Each record below should be printed exactly as it was written.

◇ ◇ ◇ ◇ ◇

//! Proptest strategies for settle property-based testing

pub mod strategies;

pub use strategies::{
    strategy_interval_ms, strategy_retry_script, strategy_script, strategy_wait_millis,
};
//! Logging configuration and subscriber setup for settle.
//!
//! Library crates only emit through `tracing` macros. Binaries call [`init`]
//! once to install a subscriber writing to stderr.

use anyhow::Context;
use serde::{Deserialize, Serialize};
use std::collections::BTreeMap;
use std::fmt;
use std::str::FromStr;
use tracing_subscriber::layer::SubscriberExt;
use tracing_subscriber::util::SubscriberInitExt;
use tracing_subscriber::{EnvFilter, Layer, Registry};

/// Log level for filtering
#[derive(Debug, Clone, Copy, PartialEq, Eq, PartialOrd, Ord, Serialize, Deserialize, Default)]
#[serde(rename_all = "lowercase")]
pub enum LogLevel {
    Error,
    Warn,
    #[default]
    Info,
    Debug,
    Trace,
}

impl LogLevel {
    pub fn as_str(&self) -> &'static str {
        match self {
            LogLevel::Error => "error",
            LogLevel::Warn => "warn",
            LogLevel::Info => "info",
            LogLevel::Debug => "debug",
            LogLevel::Trace => "trace",
        }
    }

    /// Maps a `-v` count onto a level, starting at `Info`.
    pub fn from_verbosity(count: u8) -> Self {
        match count {
            0 => LogLevel::Info,
            1 => LogLevel::Debug,
            _ => LogLevel::Trace,
        }
    }
}

impl fmt::Display for LogLevel {
    fn fmt(&self, f: &mut fmt::Formatter<'_>) -> fmt::Result {
        f.write_str(self.as_str())
    }
}

/// Log output format
#[derive(Debug, Clone, Copy, PartialEq, Eq, Serialize, Deserialize, Default)]
#[serde(rename_all = "lowercase")]
pub enum LogFormat {
    #[default]
    Plain,
    Json,
    Compact,
}

impl FromStr for LogFormat {
    type Err = String;

    fn from_str(s: &str) -> Result<Self, Self::Err> {
        match s.to_lowercase().as_str() {
            "plain" => Ok(LogFormat::Plain),
            "json" => Ok(LogFormat::Json),
            "compact" => Ok(LogFormat::Compact),
            other => Err(format!(
                "unknown log format {other:?} (expected plain, json or compact)"
            )),
        }
    }
}

/// Logging configuration
#[derive(Debug, Clone, PartialEq, Serialize, Deserialize)]
pub struct LoggingConfig {
    /// Minimum log level to output
    #[serde(default)]
    pub level: LogLevel,
    /// Output format
    #[serde(default)]
    pub format: LogFormat,
    /// Enable timestamps
    #[serde(default = "default_true")]
    pub timestamps: bool,
    /// Enable colors (for terminal output)
    #[serde(default = "default_true")]
    pub colors: bool,
    /// Per-target log levels, e.g. `settle_wait: debug`
    #[serde(default)]
    pub component_levels: BTreeMap<String, LogLevel>,
}

fn default_true() -> bool {
    true
}

impl Default for LoggingConfig {
    fn default() -> Self {
        Self {
            level: LogLevel::Info,
            format: LogFormat::Plain,
            timestamps: true,
            colors: true,
            component_levels: BTreeMap::new(),
        }
    }
}

impl LoggingConfig {
    pub fn new() -> Self {
        Self::default()
    }

    pub fn with_level(mut self, level: LogLevel) -> Self {
        self.level = level;
        self
    }

    pub fn with_format(mut self, format: LogFormat) -> Self {
        self.format = format;
        self
    }

    pub fn with_component_level(mut self, component: impl Into<String>, level: LogLevel) -> Self {
        self.component_levels.insert(component.into(), level);
        self
    }

    /// `EnvFilter` directives: the base level, then one per component.
    pub fn directives(&self) -> String {
        let mut directives = vec![self.level.to_string()];
        directives.extend(
            self.component_levels
                .iter()
                .map(|(component, level)| format!("{component}={level}")),
        );
        directives.join(",")
    }

    fn env_filter(&self) -> anyhow::Result<EnvFilter> {
        if let Ok(from_env) = EnvFilter::try_from_default_env() {
            return Ok(from_env);
        }
        let directives = self.directives();
        EnvFilter::try_new(&directives)
            .with_context(|| format!("Invalid log directives {directives:?}"))
    }

    fn fmt_layer(&self) -> Box<dyn Layer<Registry> + Send + Sync> {
        let layer = tracing_subscriber::fmt::layer()
            .with_writer(std::io::stderr)
            .with_ansi(self.colors);

        match (self.format, self.timestamps) {
            (LogFormat::Json, _) => layer.json().boxed(),
            (LogFormat::Compact, true) => layer.compact().boxed(),
            (LogFormat::Compact, false) => layer.compact().without_time().boxed(),
            (LogFormat::Plain, true) => layer.boxed(),
            (LogFormat::Plain, false) => layer.without_time().boxed(),
        }
    }
}

/// Installs the global subscriber. `RUST_LOG` takes precedence over the
/// configured levels.
///
/// Returns `Ok(false)` when a subscriber is already installed.
pub fn init(config: &LoggingConfig) -> anyhow::Result<bool> {
    let filter = config.env_filter()?;
    let installed = tracing_subscriber::registry()
        .with(config.fmt_layer())
        .with(filter)
        .try_init()
        .is_ok();

    if installed {
        tracing::debug!(
            directives = %config.directives(),
            format = ?config.format,
            "Logging initialised"
        );
    }
    Ok(installed)
}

◇ ◇ ◇ ◇ ◇

RESULT OF THIS EXERCISE ->
//! Proptest strategies for settle property-based testing

pub mod strategies;

pub use strategies::{
    strategy_interval_ms, strategy_retry_script, strategy_script, strategy_wait_millis,
};
//! Logging configuration and subscriber setup for settle.
//!
//! Library crates only emit through `tracing` macros. Binaries call [`init`]
//! once to install a subscriber writing to stderr.

use anyhow::Context;
use serde::{Deserialize, Serialize};
use std::collections::BTreeMap;
use std::fmt;
use std::str::FromStr;
use tracing_subscriber::layer::SubscriberExt;
use tracing_subscriber::util::SubscriberInitExt;
use tracing_subscriber::{EnvFilter, Layer, Registry};

/// Log level for filtering
#[derive(Debug, Clone, Copy, PartialEq, Eq, PartialOrd, Ord, Serialize, Deserialize, Default)]
#[serde(rename_all = "lowercase")]
pub enum LogLevel {
    Error,
    Warn,
    #[default]
    Info,
    Debug,
    Trace,
}

impl LogLevel {
    pub fn as_str(&self) -> &'static str {
        match self {
            LogLevel::Error => "error",
            LogLevel::Warn => "warn",
            LogLevel::Info => "info",
            LogLevel::Debug => "debug",
            LogLevel::Trace => "trace",
        }
    }

    /// Maps a `-v` count onto a level, starting at `Info`.
    pub fn from_verbosity(count: u8) -> Self {
        match count {
            0 => LogLevel::Info,
            1 => LogLevel::Debug,
            _ => LogLevel::Trace,
        }
    }
}

impl fmt::Display for LogLevel {
    fn fmt(&self, f: &mut fmt::Formatter<'_>) -> fmt::Result {
        f.write_str(self.as_str())
    }
}

/// Log output format
#[derive(Debug, Clone, Copy, PartialEq, Eq, Serialize, Deserialize, Default)]
#[serde(rename_all = "lowercase")]
pub enum LogFormat {
    #[default]
    Plain,
    Json,
    Compact,
}

impl FromStr for LogFormat {
    type Err = String;

    fn from_str(s: &str) -> Result<Self, Self::Err> {
        match s.to_lowercase().as_str() {
            "plain" => Ok(LogFormat::Plain),
            "json" => Ok(LogFormat::Json),
            "compact" => Ok(LogFormat::Compact),
            other => Err(format!(
                "unknown log format {other:?} (expected plain, json or compact)"
            )),
        }
    }
}

/// Logging configuration
#[derive(Debug, Clone, PartialEq, Serialize, Deserialize)]
pub struct LoggingConfig {
    /// Minimum log level to output
    #[serde(default)]
    pub level: LogLevel,
    /// Output format
    #[serde(default)]
    pub format: LogFormat,
    /// Enable timestamps
    #[serde(default = "default_true")]
    pub timestamps: bool,
    /// Enable colors (for terminal output)
    #[serde(default = "default_true")]
    pub colors: bool,
    /// Per-target log levels, e.g. `settle_wait: debug`
    #[serde(default)]
    pub component_levels: BTreeMap<String, LogLevel>,
}

fn default_true() -> bool {
    true
}

impl Default for LoggingConfig {
    fn default() -> Self {
        Self {
            level: LogLevel::Info,
            format: LogFormat::Plain,
            timestamps: true,
            colors: true,
            component_levels: BTreeMap::new(),
        }
    }
}

impl LoggingConfig {
    pub fn new() -> Self {
        Self::default()
    }

    pub fn with_level(mut self, level: LogLevel) -> Self {
        self.level = level;
        self
    }

    pub fn with_format(mut self, format: LogFormat) -> Self {
        self.format = format;
        self
    }

    pub fn with_component_level(mut self, component: impl Into<String>, level: LogLevel) -> Self {
        self.component_levels.insert(component.into(), level);
        self
    }

    /// `EnvFilter` directives: the base level, then one per component.
    pub fn directives(&self) -> String {
        let mut directives = vec![self.level.to_string()];
        directives.extend(
            self.component_levels
                .iter()
                .map(|(component, level)| format!("{component}={level}")),
        );
        directives.join(",")
    }

    fn env_filter(&self) -> anyhow::Result<EnvFilter> {
        if let Ok(from_env) = EnvFilter::try_from_default_env() {
            return Ok(from_env);
        }
        let directives = self.directives();
        EnvFilter::try_new(&directives)
            .with_context(|| format!("Invalid log directives {directives:?}"))
    }

    fn fmt_layer(&self) -> Box<dyn Layer<Registry> + Send + Sync> {
        let layer = tracing_subscriber::fmt::layer()
            .with_writer(std::io::stderr)
            .with_ansi(self.colors);

        match (self.format, self.timestamps) {
            (LogFormat::Json, _) => layer.json().boxed(),
            (LogFormat::Compact, true) => layer.compact().boxed(),
            (LogFormat::Compact, false) => layer.compact().without_time().boxed(),
            (LogFormat::Plain, true) => layer.boxed(),
            (LogFormat::Plain, false) => layer.without_time().boxed(),
        }
    }
}

/// Installs the global subscriber. `RUST_LOG` takes precedence over the
/// configured levels.
///
/// Returns `Ok(false)` when a subscriber is already installed.
pub fn init(config: &LoggingConfig) -> anyhow::Result<bool> {
    let filter = config.env_filter()?;
    let installed = tracing_subscriber::registry()
        .with(config.fmt_layer())
        .with(filter)
        .try_init()
        .is_ok();

    if installed {
        tracing::debug!(
            directives = %config.directives(),
            format = ?config.format,
            "Logging initialised"
        );
    }
    Ok(installed)
}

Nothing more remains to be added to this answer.